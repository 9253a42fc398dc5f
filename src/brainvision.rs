//! BrainVision header/marker/data triplet.
//!
//! The converter can write a multiplexed INT_16 export next to the legacy
//! artifact, and the validator reads `.vhdr` files back as the secondary
//! metadata source it cross-checks against.

use std::fmt::Write as _;
use std::fs;
use std::path::{Path, PathBuf};

use serde::Serialize;

use crate::compositor::write_atomically;
use crate::error::{ConvertError, Result};
use crate::toolkit::DecodedRecording;
use crate::utils::{parse_float_field, parse_int_field, rate_from_interval_us, sampling_interval_us, sanitize_label};

/// One `Ch<n>=` entry of `[Channel Infos]`
#[derive(Debug, Clone, PartialEq)]
pub struct SidecarChannel {
    pub label: String,
    pub reference: String,
    /// µV per bit, `None` when missing or unparseable
    pub resolution: Option<f64>,
    pub unit: String,
}

/// Parsed `.vhdr` header
#[derive(Debug, Clone, PartialEq)]
pub struct SidecarHeader {
    pub path: Option<PathBuf>,
    pub data_file: String,
    pub marker_file: String,
    pub data_format: String,
    pub data_orientation: String,
    pub channel_count: i64,
    pub sampling_interval_us: f64,
    pub big_endian: bool,
    pub binary_format: String,
    pub channels: Vec<SidecarChannel>,
}

impl SidecarHeader {
    /// Parses header text
    ///
    /// All three sections must be present; keys missing inside them fall
    /// back to empty values so the validator can report them as mismatches.
    ///
    /// # Errors
    ///
    /// * `ConvertError::InvalidSidecar` - a section is missing or a numeric field is unreadable
    pub fn parse_str(text: &str) -> Result<Self> {
        let mut section = String::new();
        let mut common: Vec<(String, String)> = Vec::new();
        let mut binary: Vec<(String, String)> = Vec::new();
        let mut channel_lines: Vec<(String, String)> = Vec::new();
        let mut seen: Vec<String> = Vec::new();

        for line in text.lines() {
            let line = line.trim();
            if line.is_empty() || line.starts_with(';') {
                continue;
            }
            if let Some(name) = line.strip_prefix('[').and_then(|l| l.strip_suffix(']')) {
                section = name.trim().to_string();
                seen.push(section.clone());
                continue;
            }
            let Some((key, value)) = line.split_once('=') else {
                continue;
            };
            let entry = (key.trim().to_string(), value.trim().to_string());
            match section.as_str() {
                "Common Infos" => common.push(entry),
                "Binary Infos" => binary.push(entry),
                "Channel Infos" => channel_lines.push(entry),
                _ => {}
            }
        }

        for required in ["Common Infos", "Binary Infos", "Channel Infos"] {
            if !seen.iter().any(|s| s == required) {
                return Err(ConvertError::InvalidSidecar(format!("missing [{}] section", required)));
            }
        }

        let get = |entries: &[(String, String)], key: &str| -> String {
            entries
                .iter()
                .find(|(k, _)| k == key)
                .map(|(_, v)| v.clone())
                .unwrap_or_default()
        };

        let count_raw = get(&common, "NumberOfChannels");
        let channel_count = if count_raw.is_empty() {
            0
        } else {
            parse_int_field(&count_raw)
                .ok_or_else(|| ConvertError::InvalidSidecar(format!("NumberOfChannels '{}'", count_raw)))?
        };
        let interval_raw = get(&common, "SamplingInterval");
        let sampling_interval_us = if interval_raw.is_empty() {
            0.0
        } else {
            parse_float_field(&interval_raw)
                .ok_or_else(|| ConvertError::InvalidSidecar(format!("SamplingInterval '{}'", interval_raw)))?
        };

        let mut endian = get(&common, "UseBigEndianOrder");
        if endian.is_empty() {
            endian = get(&binary, "UseBigEndianOrder");
        }

        let channels = channel_lines
            .iter()
            .filter(|(k, _)| k.to_ascii_lowercase().starts_with("ch"))
            .map(|(_, v)| {
                let mut parts = v.split(',').map(str::trim);
                let label = parts.next().unwrap_or_default().to_string();
                let reference = parts.next().unwrap_or_default().to_string();
                let resolution = parts.next().and_then(parse_float_field);
                let unit = parts.next().unwrap_or_default().to_string();
                SidecarChannel {
                    label,
                    reference,
                    resolution,
                    unit,
                }
            })
            .collect();

        Ok(SidecarHeader {
            path: None,
            data_file: get(&common, "DataFile"),
            marker_file: get(&common, "MarkerFile"),
            data_format: get(&common, "DataFormat"),
            data_orientation: get(&common, "DataOrientation"),
            channel_count,
            sampling_interval_us,
            big_endian: endian.eq_ignore_ascii_case("YES"),
            binary_format: get(&binary, "BinaryFormat"),
            channels,
        })
    }

    pub fn load<P: AsRef<Path>>(path: P) -> Result<Self> {
        let bytes = fs::read(&path)
            .map_err(|e| ConvertError::FileNotFound(format!("{}: {}", path.as_ref().display(), e)))?;
        let mut header = Self::parse_str(&String::from_utf8_lossy(&bytes))?;
        header.path = Some(path.as_ref().to_path_buf());
        Ok(header)
    }

    /// Header describing a multiplexed INT_16 export of `labels` at `fs` Hz
    pub fn for_export(stem: &str, labels: &[String], fs: f64, resolution: f64) -> Self {
        SidecarHeader {
            path: None,
            data_file: format!("{}.eeg", stem),
            marker_file: format!("{}.vmrk", stem),
            data_format: "BINARY".to_string(),
            data_orientation: "MULTIPLEXED".to_string(),
            channel_count: labels.len() as i64,
            sampling_interval_us: sampling_interval_us(fs) as f64,
            big_endian: false,
            binary_format: "INT_16".to_string(),
            channels: labels
                .iter()
                .map(|l| SidecarChannel {
                    label: sanitize_label(l),
                    reference: String::new(),
                    resolution: Some(resolution),
                    unit: "uV".to_string(),
                })
                .collect(),
        }
    }

    pub fn sample_rate(&self) -> f64 {
        rate_from_interval_us(self.sampling_interval_us)
    }

    pub fn labels(&self) -> Vec<String> {
        self.channels.iter().map(|c| c.label.clone()).collect()
    }

    /// Bytes per sample implied by `BinaryFormat`; INT_16 when unrecognised.
    pub fn bytes_per_sample(&self) -> usize {
        let format = self.binary_format.to_ascii_uppercase();
        if format.contains("32") {
            4
        } else {
            2
        }
    }

    pub fn render(&self) -> String {
        let mut out = String::new();
        out.push_str("Brain Vision Data Exchange Header File Version 1.0\n");
        out.push_str("; Data created from EDF file by wineeg\n\n");
        out.push_str("[Common Infos]\n");
        out.push_str("Codepage=ANSI\n");
        let _ = writeln!(out, "DataFile={}", self.data_file);
        let _ = writeln!(out, "MarkerFile={}", self.marker_file);
        let _ = writeln!(out, "DataFormat={}", self.data_format);
        out.push_str("; Data orientation: MULTIPLEXED=ch1,pt1, ch2,pt1 ...\n");
        let _ = writeln!(out, "DataOrientation={}", self.data_orientation);
        let _ = writeln!(out, "NumberOfChannels={}", self.channel_count);
        out.push_str("; Sampling interval in microseconds\n");
        let _ = writeln!(out, "SamplingInterval={}", self.sampling_interval_us);
        out.push('\n');
        out.push_str("[Binary Infos]\n");
        let _ = writeln!(out, "BinaryFormat={}", self.binary_format);
        let _ = writeln!(out, "UseBigEndianOrder={}", if self.big_endian { "YES" } else { "NO" });
        out.push('\n');
        out.push_str("[Channel Infos]\n");
        out.push_str("; Ch<n>=<Name>,<Reference>,<Resolution in unit/bit>,<Unit>\n");
        for (i, channel) in self.channels.iter().enumerate() {
            let resolution = channel
                .resolution
                .map(|r| format!("{:.6}", r))
                .unwrap_or_default();
            let _ = writeln!(
                out,
                "Ch{}={},{},{},{}",
                i + 1,
                channel.label,
                channel.reference,
                resolution,
                channel.unit
            );
        }
        out
    }

    pub fn write<P: AsRef<Path>>(&self, path: P) -> Result<()> {
        write_atomically(path.as_ref(), self.render().as_bytes())
    }
}

/// Marker file announcing one segment that spans `n_samples`
pub fn render_markers(data_file: &str, n_samples: usize) -> String {
    let mut out = String::new();
    out.push_str("Brain Vision Data Exchange Marker File, Version 1.0\n\n");
    out.push_str("[Common Infos]\n");
    out.push_str("Codepage=ANSI\n");
    let _ = writeln!(out, "DataFile={}", data_file);
    out.push('\n');
    out.push_str("[Marker Infos]\n");
    out.push_str("; Mk<n>=<Type>,<Description>,<Position>,<Size>,<Channel>\n");
    out.push_str("Mk1=New Segment,,1,1,0\n");
    let _ = writeln!(out, "Mk2=Recording End,,{},1,0", n_samples.max(1));
    out
}

/// One `Mk<n>=` entry of `[Marker Infos]`
#[derive(Debug, Clone, PartialEq, Serialize)]
pub struct Marker {
    pub kind: String,
    pub description: String,
    /// 1-based sample position
    pub position: u64,
    pub size: u64,
    /// 0 when the marker applies to every channel
    pub channel: i64,
}

/// Parsed `.vmrk` marker file
#[derive(Debug, Clone, PartialEq)]
pub struct MarkerFile {
    pub path: Option<PathBuf>,
    pub data_file: String,
    pub markers: Vec<Marker>,
}

impl MarkerFile {
    /// Parses marker text
    ///
    /// Entries follow `Mk<n>=<Type>,<Description>,<Position>,<Size>,<Channel>`.
    /// Non-digits inside position and size are ignored; entries with fewer
    /// than five fields are skipped.
    ///
    /// # Errors
    ///
    /// * `ConvertError::InvalidSidecar` - no `[Marker Infos]` section, or a channel that is not a number
    pub fn parse_str(text: &str) -> Result<Self> {
        let mut section = String::new();
        let mut saw_markers = false;
        let mut data_file = String::new();
        let mut markers = Vec::new();

        for line in text.lines() {
            let line = line.trim();
            if line.is_empty() || line.starts_with(';') {
                continue;
            }
            if let Some(name) = line.strip_prefix('[').and_then(|l| l.strip_suffix(']')) {
                section = name.trim().to_string();
                saw_markers |= section == "Marker Infos";
                continue;
            }
            let Some((key, value)) = line.split_once('=') else {
                continue;
            };
            match section.as_str() {
                "Common Infos" if key.trim() == "DataFile" => data_file = value.trim().to_string(),
                "Marker Infos" if key.trim().to_ascii_lowercase().starts_with("mk") => {
                    let parts: Vec<&str> = value.split(',').map(str::trim).collect();
                    if parts.len() < 5 {
                        continue;
                    }
                    let channel = parse_int_field(parts[4]).ok_or_else(|| {
                        ConvertError::InvalidSidecar(format!("marker {} channel '{}'", key.trim(), parts[4]))
                    })?;
                    markers.push(Marker {
                        kind: parts[0].to_string(),
                        description: parts[1].to_string(),
                        position: digits(parts[2]),
                        size: digits(parts[3]),
                        channel,
                    });
                }
                _ => {}
            }
        }

        if !saw_markers {
            return Err(ConvertError::InvalidSidecar("missing [Marker Infos] section".to_string()));
        }
        Ok(MarkerFile {
            path: None,
            data_file,
            markers,
        })
    }

    pub fn load<P: AsRef<Path>>(path: P) -> Result<Self> {
        let bytes = fs::read(&path)
            .map_err(|e| ConvertError::FileNotFound(format!("{}: {}", path.as_ref().display(), e)))?;
        let mut markers = Self::parse_str(&String::from_utf8_lossy(&bytes))?;
        markers.path = Some(path.as_ref().to_path_buf());
        Ok(markers)
    }

    /// Largest sample position any marker reaches, `position + size - 1`.
    pub fn last_position(&self) -> u64 {
        self.markers
            .iter()
            .map(|m| (m.position + m.size.max(1)).saturating_sub(1))
            .max()
            .unwrap_or(0)
    }
}

fn digits(field: &str) -> u64 {
    let kept: String = field.chars().filter(char::is_ascii_digit).collect();
    kept.parse().unwrap_or(0)
}

/// µV/bit step for a signal with the given peak-to-peak span.
pub fn optimal_resolution(peak_to_peak_uv: f64) -> f64 {
    if peak_to_peak_uv < 10.0 {
        0.01
    } else if peak_to_peak_uv < 100.0 {
        0.1
    } else if peak_to_peak_uv < 1000.0 {
        1.0
    } else if peak_to_peak_uv < 10_000.0 {
        10.0
    } else {
        100.0
    }
}

/// `uv / resolution`, clipped to ±32767 and truncated toward zero
pub fn quantize(uv: f64, resolution: f64) -> i16 {
    if resolution <= 0.0 || uv.is_nan() {
        return 0;
    }
    (uv / resolution).clamp(-32767.0, 32767.0).trunc() as i16
}

/// Paths and parameters of a written export
#[derive(Debug, Clone, PartialEq)]
pub struct BrainVisionExport {
    pub header: PathBuf,
    pub markers: PathBuf,
    pub data: PathBuf,
    pub resolution: f64,
    pub frames: usize,
    pub sidecar: SidecarHeader,
}

impl BrainVisionExport {
    /// Writes `<base>.vhdr`, `<base>.vmrk` and `<base>.eeg` for `recording`
    ///
    /// One resolution is chosen for the whole recording from its overall
    /// peak-to-peak span. Samples are written multiplexed, little-endian.
    pub fn write<P: AsRef<Path>>(recording: &DecodedRecording, base: P) -> Result<Self> {
        let base = base.as_ref();
        let stem = base
            .file_stem()
            .map(|s| s.to_string_lossy().into_owned())
            .unwrap_or_else(|| "export".to_string());
        let header = base.with_extension("vhdr");
        let markers = base.with_extension("vmrk");
        let data = base.with_extension("eeg");

        let (lo, hi) = recording
            .channels
            .iter()
            .flatten()
            .fold((f64::INFINITY, f64::NEG_INFINITY), |(lo, hi), &v| (lo.min(v), hi.max(v)));
        let span = if lo.is_finite() && hi.is_finite() { hi - lo } else { 0.0 };
        let resolution = optimal_resolution(span);

        let frames = recording.frame_count();
        let mut raw = Vec::with_capacity(frames * recording.channel_count() * 2);
        for frame in 0..frames {
            for samples in &recording.channels {
                raw.extend_from_slice(&quantize(samples[frame], resolution).to_le_bytes());
            }
        }

        let sidecar = SidecarHeader::for_export(&stem, &recording.labels, recording.sample_rate, resolution);
        write_atomically(&data, &raw)?;
        write_atomically(&markers, render_markers(&sidecar.data_file, frames).as_bytes())?;
        sidecar.write(&header)?;

        Ok(BrainVisionExport {
            header,
            markers,
            data,
            resolution,
            frames,
            sidecar,
        })
    }
}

● ● ● ●

◆ WORK TASK
Your answer should be a single number: how many lines in the listing above contain "crate"?

◆ TASK RESPONSE
4